Valid/True | Invalid/False |

Judgement of Null Hypothesis (*H*_{0}) | Reject | Type I error
(False Positive) | Correct inference
(True Positive) |

Fail to reject | Correct inference
(True Negative) | Type II error
(False Negative) |

Type I error is "you reject a true thing". If the true thing is a null hypothesis (H0), which is what people usually assume (e.g. no difference, no effect), then you reject it (or yes, there is difference), it's like a false positive. The similar logics for Type II error, or false negative.

Also note that people use Greek letter α for type I error rate and β for type II error rate. α is also the significant level for a test, e.g. 5%. So when a single test reaches p-value 0.05, we can intuitively understand that with 5% of chance we make a mistake or 5% of cases we thought significant are actually not. β is related with the power of a test. Power of a test = the ability to detect True Positive among all real positive cases.
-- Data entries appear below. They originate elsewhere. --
//! # Compiler Pipelines
//!
//! [`compile_source`] and [`compile_module`] are the two unit-level entry
//! points: text in, text out, no file access. [`compile_project`] walks a
//! source tree and writes their results to disk.

use std::fs;
use std::path::{Path, PathBuf};

use tracing::{debug, info, warn};
use walkdir::WalkDir;

use crate::config::CompilerConfig;
use crate::diagnostics::QuovaError;
use crate::either::Either;
use crate::err_msg;
use crate::module::{parse_module, GradleBuild, GradleSettings};
use crate::render::KotlinFile;
use crate::syntax::parse_file;

type Result<T> = std::result::Result<T, QuovaError>;

/// The two files a module description compiles to.
#[derive(Debug, Clone, PartialEq, Eq)]
pub struct ModuleOutput {
    pub build_gradle: String,
    pub settings_gradle: String,
}

/// What a project build wrote.
#[derive(Debug, Default)]
pub struct ProjectOutput {
    pub sources: Vec<PathBuf>,
    pub build_files: Vec<PathBuf>,
}

/// `src/util/main.qv` becomes `MainQv`.
pub fn jvm_name(unit: &str) -> String {
    let stem = Path::new(unit)
        .file_stem()
        .map(|s| s.to_string_lossy().into_owned())
        .unwrap_or_default();
    let mut chars = stem.chars();
    match chars.next() {
        Some(first) => format!("{}{}Qv", first.to_uppercase(), chars.as_str()),
        None => "Qv".to_string(),
    }
}

/// Compiles one source unit to Kotlin.
pub fn compile_source(source: &str, name: &str, config: &CompilerConfig) -> Result<String> {
    debug!(unit = name, bytes = source.len(), "compiling source unit");
    let file = parse_file(source, name)?;
    let jvm_name = config.jvm_name_header.then(|| jvm_name(name));
    let text = KotlinFile {
        file: &file,
        jvm_name,
    }
    .to_string();
    debug!(unit = name, bytes = text.len(), "rendered source unit");
    Ok(text)
}

/// Compiles a module description to `build.gradle` and `settings.gradle`.
pub fn compile_module(source: &str, config: &CompilerConfig) -> Result<ModuleOutput> {
    let mut module = parse_module(source, &config.module_file)?
        .with_baseline(&config.kotlin_version, &config.baseline_repository);
    if let Some(jar) = &config.stdlib_jar {
        module
            .dependencies
            .push(Either::B(format!("implementation files('{}')", jar.display())));
    }
    Ok(ModuleOutput {
        build_gradle: GradleBuild(&module).to_string(),
        settings_gradle: GradleSettings(&module).to_string(),
    })
}

fn write(path: &Path, text: &str) -> Result<()> {
    if let Some(parent) = path.parent() {
        fs::create_dir_all(parent).map_err(|e| QuovaError::io(parent, e))?;
    }
    fs::write(path, text).map_err(|e| QuovaError::io(path, e))
}

/// Finds every source unit under `root`, sorted for a stable build order.
pub fn discover_sources(root: &Path, extension: &str) -> Result<Vec<PathBuf>> {
    let mut files = Vec::new();
    for entry in WalkDir::new(root) {
        let entry = entry.map_err(|e| err_msg!(Io, "failed to walk {}: {}", root.display(), e))?;
        if !entry.file_type().is_file() {
            continue;
        }
        let path = entry.path();
        if path.extension().and_then(|e| e.to_str()) != Some(extension) {
            continue;
        }
        files.push(path.to_path_buf());
    }
    files.sort();
    Ok(files)
}

/// Compiles every unit under `dir` into `<out>/src/main/kotlin`, plus the
/// module description at the root of `dir` into `<out>`.
///
/// Units are independent; the first failing unit stops the build.
pub fn compile_project(dir: &Path, out: &Path, config: &CompilerConfig) -> Result<ProjectOutput> {
    let mut output = ProjectOutput::default();
    let kotlin_root = out.join("src").join("main").join("kotlin");
    for path in discover_sources(dir, &config.source_extension)? {
        let relative = path.strip_prefix(dir).unwrap_or(&path);
        let source = fs::read_to_string(&path).map_err(|e| QuovaError::io(&path, e))?;
        let text = compile_source(&source, &relative.to_string_lossy(), config)?;
        let target = kotlin_root.join(relative).with_extension("kt");
        write(&target, &text)?;
        debug!(source = %path.display(), target = %target.display(), "wrote unit");
        output.sources.push(target);
    }

    let module_path = dir.join(&config.module_file);
    if module_path.is_file() {
        let source = fs::read_to_string(&module_path).map_err(|e| QuovaError::io(&module_path, e))?;
        let module = compile_module(&source, config)?;
        for (name, text) in [
            ("build.gradle", &module.build_gradle),
            ("settings.gradle", &module.settings_gradle),
        ] {
            let target = out.join(name);
            write(&target, text)?;
            output.build_files.push(target);
        }
    } else {
        warn!(path = %module_path.display(), "no module description, skipping Gradle files");
    }

    info!(
        units = output.sources.len(),
        build_files = output.build_files.len(),
        out = %out.display(),
        "project compiled"
    );
    Ok(output)
}

#[cfg(test)]
mod tests {
    use super::*;
    use crate::diagnostics::ErrorType;
    use pretty_assertions::assert_eq;

    #[test]
    fn jvm_names_capitalize_the_stem() {
        assert_eq!(jvm_name("main.qv"), "MainQv");
        assert_eq!(jvm_name("src/util/strings.qv"), "StringsQv");
        assert_eq!(jvm_name("Already.qv"), "AlreadyQv");
    }

    #[test]
    fn header_follows_configuration() {
        let source = "package demo;\nclass Foo {}\n";
        let with = compile_source(source, "foo.qv", &CompilerConfig::default()).unwrap();
        assert!(with.starts_with("@file:JvmName(\"FooQv\")\npackage demo\n"));

        let config = CompilerConfig {
            jvm_name_header: false,
            ..CompilerConfig::default()
        };
        let without = compile_source(source, "foo.qv", &config).unwrap();
        assert!(without.starts_with("package demo\n"));
    }

    #[test]
    fn stdlib_jar_becomes_a_file_dependency() {
        let config = CompilerConfig {
            stdlib_jar: Some(PathBuf::from("libs/quova.jar")),
            ..CompilerConfig::default()
        };
        let output = compile_module("project demo\ngroup g\nversion 1\n", &config).unwrap();
        assert!(output
            .build_gradle
            .contains("dependencies {\n\timplementation files('libs/quova.jar')\n}"));
        assert_eq!(output.settings_gradle, "rootProject.name = 'demo'\n");
    }

    #[test]
    fn parse_failures_abort_the_unit() {
        let err = compile_source("class {", "broken.qv", &CompilerConfig::default()).unwrap_err();
        assert_eq!(err.error_type(), ErrorType::Parse);
    }

    #[test]
    fn project_mirrors_the_source_tree() {
        let dir = tempfile::tempdir().unwrap();
        let out = tempfile::tempdir().unwrap();
        fs::create_dir_all(dir.path().join("util")).unwrap();
        fs::write(dir.path().join("main.qv"), "class Main {}\n").unwrap();
        fs::write(dir.path().join("util/strings.qv"), "class Strings {}\n").unwrap();
        fs::write(dir.path().join("notes.txt"), "ignored").unwrap();
        fs::write(
            dir.path().join("module.qvm"),
            "project demo\ngroup g\nversion 1\n",
        )
        .unwrap();

        let output = compile_project(dir.path(), out.path(), &CompilerConfig::default()).unwrap();
        let kotlin = out.path().join("src/main/kotlin");
        assert_eq!(
            output.sources,
            vec![kotlin.join("main.kt"), kotlin.join("util/strings.kt")]
        );
        let strings = fs::read_to_string(kotlin.join("util/strings.kt")).unwrap();
        assert!(strings.starts_with("@file:JvmName(\"StringsQv\")\n"));
        assert!(out.path().join("build.gradle").is_file());
        assert_eq!(
            fs::read_to_string(out.path().join("settings.gradle")).unwrap(),
            "rootProject.name = 'demo'\n"
        );
    }
}
//! Type nodes.

use serde::Serialize;

use super::{Annotation, Variance};
use crate::either::Either;

/// A type use: an inner reference or function type, array dimensions, nullability.
///
/// `int[][]?` is a primitive `int[]` with one extra dimension, nullable.
#[derive(Debug, Clone, PartialEq, Serialize)]
pub struct Type {
    pub inner: Either<TypeReference, FunctionType>,
    pub array_dimensions: usize,
    pub nullable: bool,
}

#[derive(Debug, Clone, PartialEq, Serialize)]
pub enum TypeReference {
    Primitive(PrimitiveType),
    User(UserType),
}

#[derive(Debug, Clone, Copy, PartialEq, Eq, Hash, Serialize)]
pub enum PrimitiveKind {
    Byte,
    SByte,
    Short,
    UShort,
    Int,
    UInt,
    Long,
    ULong,
    Float,
    Double,
    Char,
    Boolean,
}

/// A primitive, optionally flagged as its dedicated array type (`int[]`).
#[derive(Debug, Clone, Copy, PartialEq, Eq, Hash, Serialize)]
pub struct PrimitiveType {
    pub kind: PrimitiveKind,
    pub array: bool,
}

#[derive(Debug, Clone, PartialEq, Serialize)]
pub struct UserType {
    pub name: String,
    pub type_arguments: Vec<TypeArgument>,
}

#[derive(Debug, Clone, PartialEq, Serialize)]
pub struct FunctionType {
    pub suspend: bool,
    pub return_type: Box<Type>,
    pub parameters: Vec<Type>,
}

#[derive(Debug, Clone, PartialEq, Serialize)]
pub enum TypeArgument {
    /// `?`, rendered as a star projection.
    Wildcard,
    Concrete {
        variance: Option<Variance>,
        ty: Type,
    },
}

#[derive(Debug, Clone, PartialEq, Serialize)]
pub struct TypeParameter {
    pub annotations: Vec<Annotation>,
    pub reified: bool,
    pub name: String,
    pub constraints: Vec<Type>,
}

#[derive(Debug, Clone, PartialEq, Serialize)]
pub struct VariantTypeParameter {
    pub annotations: Vec<Annotation>,
    pub variance: Option<Variance>,
    pub name: String,
    pub constraints: Vec<Type>,
}

impl PrimitiveKind {
    pub fn from_keyword(keyword: &str) -> Option<Self> {
        let kind = match keyword {
            "byte" => PrimitiveKind::Byte,
            "sbyte" => PrimitiveKind::SByte,
            "short" => PrimitiveKind::Short,
            "ushort" => PrimitiveKind::UShort,
            "int" => PrimitiveKind::Int,
            "uint" => PrimitiveKind::UInt,
            "long" => PrimitiveKind::Long,
            "ulong" => PrimitiveKind::ULong,
            "float" => PrimitiveKind::Float,
            "double" => PrimitiveKind::Double,
            "char" => PrimitiveKind::Char,
            "boolean" => PrimitiveKind::Boolean,
            _ => return None,
        };
        Some(kind)
    }

    /// Kotlin name of the scalar type. `byte` is unsigned, `sbyte` is signed.
    pub fn kotlin_name(self) -> &'static str {
        match self {
            PrimitiveKind::Byte => "UByte",
            PrimitiveKind::SByte => "Byte",
            PrimitiveKind::Short => "Short",
            PrimitiveKind::UShort => "UShort",
            PrimitiveKind::Int => "Int",
            PrimitiveKind::UInt => "UInt",
            PrimitiveKind::Long => "Long",
            PrimitiveKind::ULong => "ULong",
            PrimitiveKind::Float => "Float",
            PrimitiveKind::Double => "Double",
            PrimitiveKind::Char => "Char",
            PrimitiveKind::Boolean => "Boolean",
        }
    }
}

impl Type {
    pub fn primitive(kind: PrimitiveKind, array: bool) -> Self {
        Type::reference(TypeReference::Primitive(PrimitiveType { kind, array }))
    }

    pub fn user(name: impl Into<String>, type_arguments: Vec<TypeArgument>) -> Self {
        Type::reference(TypeReference::User(UserType {
            name: name.into(),
            type_arguments,
        }))
    }

    pub fn reference(reference: TypeReference) -> Self {
        Type {
            inner: Either::A(reference),
            array_dimensions: 0,
            nullable: false,
        }
    }

    pub fn nullable(mut self) -> Self {
        self.nullable = true;
        self
    }
}

impl TypeArgument {
    pub fn of(ty: Type) -> Self {
        TypeArgument::Concrete { variance: None, ty }
    }
}
//! A two-way sum type for grammar positions that accept exactly one of two shapes.
//!
//! A function body is a block *or* an expression, a supertype is initialized
//! through arguments *or* a delegate, and so on. `Either` keeps both shapes in
//! one field and forces every consumer to handle both through [`Either::either`]
//! or an exhaustive `match`.

use std::fmt;

use serde::Serialize;

/// Exactly one of two values.
#[derive(Debug, Clone, PartialEq, Eq, Hash, Serialize)]
pub enum Either<A, B> {
    A(A),
    B(B),
}

impl<A, B> Either<A, B> {
    /// Builds an `Either` from two optional values, preferring `a`.
    ///
    /// Returns `None` when both are absent; callers turn that into a front-end
    /// error since the grammar guarantees one of them.
    ///
    /// ```rust
    /// use quova::either::Either;
    ///
    /// let picked: Option<Either<i32, &str>> = Either::from_options(None, Some("body"));
    /// assert_eq!(picked, Some(Either::B("body")));
    /// ```
    pub fn from_options(a: Option<A>, b: Option<B>) -> Option<Self> {
        match (a, b) {
            (Some(a), _) => Some(Either::A(a)),
            (None, Some(b)) => Some(Either::B(b)),
            (None, None) => None,
        }
    }

    /// Like [`Either::from_options`], but synthesizes an `A` from `fallback`
    /// when both inputs are absent.
    pub fn catching_a(a: Option<A>, b: Option<B>, fallback: impl FnOnce() -> A) -> Self {
        Self::from_options(a, b).unwrap_or_else(|| Either::A(fallback()))
    }

    /// Eliminates the value with one total function per alternative.
    pub fn either<R>(self, if_a: impl FnOnce(A) -> R, if_b: impl FnOnce(B) -> R) -> R {
        match self {
            Either::A(a) => if_a(a),
            Either::B(b) => if_b(b),
        }
    }

    pub fn as_ref(&self) -> Either<&A, &B> {
        match self {
            Either::A(a) => Either::A(a),
            Either::B(b) => Either::B(b),
        }
    }

    pub fn is_a(&self) -> bool {
        matches!(self, Either::A(_))
    }
}

impl<A: fmt::Display, B: fmt::Display> fmt::Display for Either<A, B> {
    fn fmt(&self, f: &mut fmt::Formatter<'_>) -> fmt::Result {
        match self {
            Either::A(a) => a.fmt(f),
            Either::B(b) => b.fmt(f),
        }
    }
}

#[cfg(test)]
mod tests {
    use super::*;

    #[test]
    fn prefers_first_when_both_present() {
        let picked = Either::from_options(Some(1), Some("two"));
        assert_eq!(picked, Some(Either::A(1)));
    }

    #[test]
    fn absent_inputs_yield_none() {
        let picked: Option<Either<i32, i32>> = Either::from_options(None, None);
        assert!(picked.is_none());
    }

    #[test]
    fn catching_synthesizes_first_alternative() {
        let picked: Either<Vec<i32>, String> = Either::catching_a(None, None, Vec::new);
        assert_eq!(picked, Either::A(vec![]));

        let kept: Either<Vec<i32>, String> =
            Either::catching_a(None, Some("delegate".to_string()), Vec::new);
        assert_eq!(kept, Either::B("delegate".to_string()));
    }

    #[test]
    fn eliminator_visits_the_present_side() {
        let a: Either<i32, &str> = Either::A(4);
        let b: Either<i32, &str> = Either::B("four");
        assert_eq!(a.either(|n| n.to_string(), |s| s.to_uppercase()), "4");
        assert_eq!(b.either(|n| n.to_string(), |s| s.to_uppercase()), "FOUR");
    }

    #[test]
    fn displays_the_present_side() {
        let a: Either<i32, &str> = Either::A(4);
        assert_eq!(a.to_string(), "4");
        assert_eq!(Either::<i32, &str>::B("four").to_string(), "four");
    }
}
//! Parse-tree-to-AST visitor.
//!
//! One `visit_*` method per grammar production, each turning a
//! `Pair<Rule>` into exactly one AST node. The methods are spread over the
//! sibling modules (`declarations`, `statements`, `expressions`, `types`);
//! this module holds the shared plumbing and the file-level productions.
//!
//! The grammar guarantees the presence of most children. When one is absent
//! anyway, the visitor fails with [`QuovaError::MissingNode`] pointing at the
//! enclosing pair instead of producing a malformed tree.

use pest::iterators::Pair;
use tracing::debug;

use super::parser::{get_span, Rule};
use crate::ast::{
    Annotation, AnnotationArgument, Import, QuovaFile, TypeParameter, ValueArgument, ValueParameter,
    VariantTypeParameter, Variance, Visibility,
};
use crate::diagnostics::{QuovaError, SourceArc};
use crate::either::Either;
use crate::err_ctx;

pub(crate) type Result<T> = std::result::Result<T, QuovaError>;

/// Where a declaration appears; decides its default visibility.
#[derive(Debug, Clone, Copy, PartialEq, Eq)]
pub(crate) enum Scope {
    /// Top level and class-like bodies.
    Member,
    /// Interface bodies.
    Interface,
    /// Function bodies, lambdas and initializer blocks.
    Local,
}

impl Scope {
    pub(crate) fn default_visibility(self) -> Visibility {
        match self {
            Scope::Member => Visibility::Internal,
            Scope::Interface => Visibility::Public,
            Scope::Local => Visibility::Local,
        }
    }
}

/// Builds AST nodes for one source unit.
pub struct Visitor {
    source: SourceArc,
}

// ============================================================================
// PARSE TREE HELPERS
// ============================================================================

/// First direct child matching `rule`.
pub(crate) fn child<'i>(pair: &Pair<'i, Rule>, rule: Rule) -> Option<Pair<'i, Rule>> {
    pair.clone().into_inner().find(|p| p.as_rule() == rule)
}

/// All direct children matching `rule`, in source order.
pub(crate) fn children<'i>(pair: &Pair<'i, Rule>, rule: Rule) -> impl Iterator<Item = Pair<'i, Rule>> {
    pair.clone().into_inner().filter(move |p| p.as_rule() == rule)
}

pub(crate) fn has(pair: &Pair<Rule>, rule: Rule) -> bool {
    child(pair, rule).is_some()
}

impl Visitor {
    pub fn new(source: SourceArc) -> Self {
        Visitor { source }
    }

    pub(crate) fn required<'i>(&self, pair: &Pair<'i, Rule>, rule: Rule) -> Result<Pair<'i, Rule>> {
        child(pair, rule).ok_or_else(|| self.missing(pair, &format!("{:?}", rule)))
    }

    /// The first child, whatever its rule.
    pub(crate) fn first<'i>(&self, pair: &Pair<'i, Rule>) -> Result<Pair<'i, Rule>> {
        pair.clone()
            .into_inner()
            .next()
            .ok_or_else(|| self.missing(pair, "child node"))
    }

    pub(crate) fn missing(&self, pair: &Pair<Rule>, what: &str) -> QuovaError {
        err_ctx!(
            MissingNode,
            format!("expected {} in {:?}", what, pair.as_rule()),
            &self.source,
            get_span(pair)
        )
    }

    pub(crate) fn unexpected(&self, pair: &Pair<Rule>) -> QuovaError {
        err_ctx!(
            MissingNode,
            format!("unexpected {:?} `{}`", pair.as_rule(), pair.as_str()),
            &self.source,
            get_span(pair)
        )
    }

    pub(crate) fn unsupported(&self, pair: &Pair<Rule>, what: &str, help: &str) -> QuovaError {
        err_ctx!(Unsupported, what, &self.source, get_span(pair), help)
    }

    /// Text of the direct `simple_identifier` child.
    pub(crate) fn name(&self, pair: &Pair<Rule>) -> Result<String> {
        Ok(self.required(pair, Rule::simple_identifier)?.as_str().to_string())
    }

    pub(crate) fn visibility(&self, pair: &Pair<Rule>, scope: Scope) -> Result<Visibility> {
        match child(pair, Rule::visibility_modifier) {
            Some(modifier) => {
                Visibility::from_keyword(modifier.as_str()).ok_or_else(|| self.unexpected(&modifier))
            }
            None => Ok(scope.default_visibility()),
        }
    }

    // ========================================================================
    // FILE
    // ========================================================================

    pub fn visit_file(&self, pair: Pair<Rule>) -> Result<QuovaFile> {
        let shebang = child(&pair, Rule::shebang_line).map(|p| p.as_str().trim_end().to_string());
        let package = match child(&pair, Rule::package_header) {
            Some(header) => Some(self.required(&header, Rule::identifier)?.as_str().to_string()),
            None => None,
        };

        let mut imports = children(&pair, Rule::import_header)
            .map(|p| self.visit_import(p))
            .collect::<Result<Vec<_>>>()?;
        let declared = imports.len();
        imports.push(Import::standard_library());
        imports.push(Import::integer_alias());
        debug!(declared, total = imports.len(), "appended synthetic imports");

        let declarations = children(&pair, Rule::declaration)
            .map(|p| self.visit_declaration(p, Scope::Member))
            .collect::<Result<Vec<_>>>()?;

        Ok(QuovaFile {
            shebang,
            package,
            imports,
            declarations,
        })
    }

    fn visit_import(&self, pair: Pair<Rule>) -> Result<Import> {
        let names = match child(&pair, Rule::import_list) {
            Some(list) => children(&list, Rule::simple_identifier)
                .map(|p| p.as_str().to_string())
                .collect(),
            None => Vec::new(),
        };
        let alias = match child(&pair, Rule::import_alias) {
            Some(alias) => Some(self.name(&alias)?),
            None => None,
        };
        Ok(Import {
            path: self.required(&pair, Rule::identifier)?.as_str().to_string(),
            wildcard: has(&pair, Rule::import_all),
            names,
            alias,
        })
    }

    // ========================================================================
    // ANNOTATIONS
    // ========================================================================

    pub(crate) fn visit_annotations(&self, pair: &Pair<Rule>) -> Result<Vec<Annotation>> {
        children(pair, Rule::annotation)
            .map(|p| self.visit_annotation(p))
            .collect()
    }

    fn visit_annotation(&self, pair: Pair<Rule>) -> Result<Annotation> {
        let type_arguments = match child(&pair, Rule::type_arguments) {
            Some(arguments) => self.visit_type_arguments(arguments)?,
            None => Vec::new(),
        };
        let arguments = children(&pair, Rule::annotation_argument)
            .map(|argument| -> Result<AnnotationArgument> {
                let name = child(&argument, Rule::simple_identifier).map(|p| p.as_str().to_string());
                let value = match child(&argument, Rule::annotation_array) {
                    Some(array) => Either::B(
                        children(&array, Rule::expression)
                            .map(|e| self.visit_expression(e))
                            .collect::<Result<Vec<_>>>()?,
                    ),
                    None => Either::A(self.visit_expression(self.required(&argument, Rule::expression)?)?),
                };
                Ok(AnnotationArgument { name, value })
            })
            .collect::<Result<Vec<_>>>()?;

        Ok(Annotation {
            name: self.required(&pair, Rule::identifier)?.as_str().to_string(),
            type_arguments,
            arguments,
        })
    }

    // ========================================================================
    // PARAMETERS AND ARGUMENTS
    // ========================================================================

    pub(crate) fn visit_value_parameters(&self, pair: Pair<Rule>) -> Result<Vec<ValueParameter>> {
        children(&pair, Rule::value_parameter)
            .map(|p| self.visit_value_parameter(p))
            .collect()
    }

    pub(crate) fn visit_value_parameter(&self, pair: Pair<Rule>) -> Result<ValueParameter> {
        let default = match child(&pair, Rule::expression) {
            Some(expression) => Some(self.visit_expression(expression)?),
            None => None,
        };
        Ok(ValueParameter {
            annotations: self.visit_annotations(&pair)?,
            mutable: has(&pair, Rule::kw_var),
            ty: self.visit_type(self.required(&pair, Rule::type_use)?)?,
            vararg: has(&pair, Rule::ellipsis),
            name: self.name(&pair)?,
            default,
        })
    }

    pub(crate) fn visit_value_arguments(&self, pair: Pair<Rule>) -> Result<Vec<ValueArgument>> {
        children(&pair, Rule::value_argument)
            .map(|p| self.visit_value_argument(p))
            .collect()
    }

    pub(crate) fn visit_value_argument(&self, pair: Pair<Rule>) -> Result<ValueArgument> {
        Ok(ValueArgument {
            name: child(&pair, Rule::simple_identifier).map(|p| p.as_str().to_string()),
            value: self.visit_expression(self.required(&pair, Rule::expression)?)?,
        })
    }

    pub(crate) fn visit_type_parameters(&self, pair: Option<Pair<Rule>>) -> Result<Vec<TypeParameter>> {
        let Some(pair) = pair else {
            return Ok(Vec::new());
        };
        children(&pair, Rule::type_parameter)
            .map(|parameter| -> Result<TypeParameter> {
                Ok(TypeParameter {
                    annotations: self.visit_annotations(&parameter)?,
                    reified: has(&parameter, Rule::kw_reified),
                    name: self.name(&parameter)?,
                    constraints: self.visit_constraints(&parameter)?,
                })
            })
            .collect()
    }

    pub(crate) fn visit_variant_type_parameters(
        &self,
        pair: Option<Pair<Rule>>,
    ) -> Result<Vec<VariantTypeParameter>> {
        let Some(pair) = pair else {
            return Ok(Vec::new());
        };
        children(&pair, Rule::variant_type_parameter)
            .map(|parameter| -> Result<VariantTypeParameter> {
                let variance = match child(&parameter, Rule::variance_modifier) {
                    Some(modifier) => {
                        Some(Variance::from_keyword(modifier.as_str()).ok_or_else(|| self.unexpected(&modifier))?)
                    }
                    None => None,
                };
                Ok(VariantTypeParameter {
                    annotations: self.visit_annotations(&parameter)?,
                    variance,
                    name: self.name(&parameter)?,
                    constraints: self.visit_constraints(&parameter)?,
                })
            })
            .collect()
    }

    fn visit_constraints(&self, pair: &Pair<Rule>) -> Result<Vec<crate::ast::Type>> {
        children(pair, Rule::type_use).map(|t| self.visit_type(t)).collect()
    }
}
**- Sensitivity and Specificity**
Total test (m) | Null hypothesis (*H*_{0}) is |

Valid/True | Invalid/False |

Judgement of Null Hypothesis (*H*_{0}) | Reject (R) | V | S |

Fail to reject | U | T |

Sensitivity = S / (S+T) = power = 1-β

Specificity = U / (U+V) = 1-α

**- Why multiple testing matters?**
It matters because we usually perform the same hypothesis tests not just once, but many many times. If your chance of making an error in single test is α, then your chance to make one or more errors in m tests will be

Pr(at least one error)=1−(1−α)^{m}

So, then m is large, the chance will be nearly 100%. That's why we need to adjust the p-values for the number of hypothesis tests performed, or to control type I error rate.

**- How to control type I error rate in multiple test?**

There are many different ways to control the type I errors, such as

**Per comparison error rate (PCER)**: the expected value of the number
of Type I errors over the number of hypotheses,
PCER = E(V)/m

**Per-family error rate (PFER)**: the expected number of Type I errors,
PFE = E(V).

**Family-wise error rate (FWER)**: the probability of at least one type I error, FWER = P(V ≥ 1)

**False discovery rate (FDR)** is the expected proportion of Type I errors
among the rejected hypotheses, FDR = E(V/R | R>0)P(R>0)

**Positive false discovery rate (pFDR)**: the rate that discoveries are
false, pFDR = E(V/R | R > 0)

**- Controlling Family-Wise Error Rate**
Many procedures have been developed to control the family-wise error rate P(V≥ 1), including the Bonferroni, Holm (1979), Hochberg (1988), and Sidak. It consists of two types

: single-step (e.g. Bonferroni) and sequential adjustment (e.g. Holm or Hochberg). Bonferroni correction is to control the overall type I errors when all tests are independent. It rejects any hypothesis with p-value ≤ α/m. So, when doing corrections, simply multiply the nominal p-value by m to get the adjusted p-values. In R, it's the following function

p.adjust(p, method = "bonferroni")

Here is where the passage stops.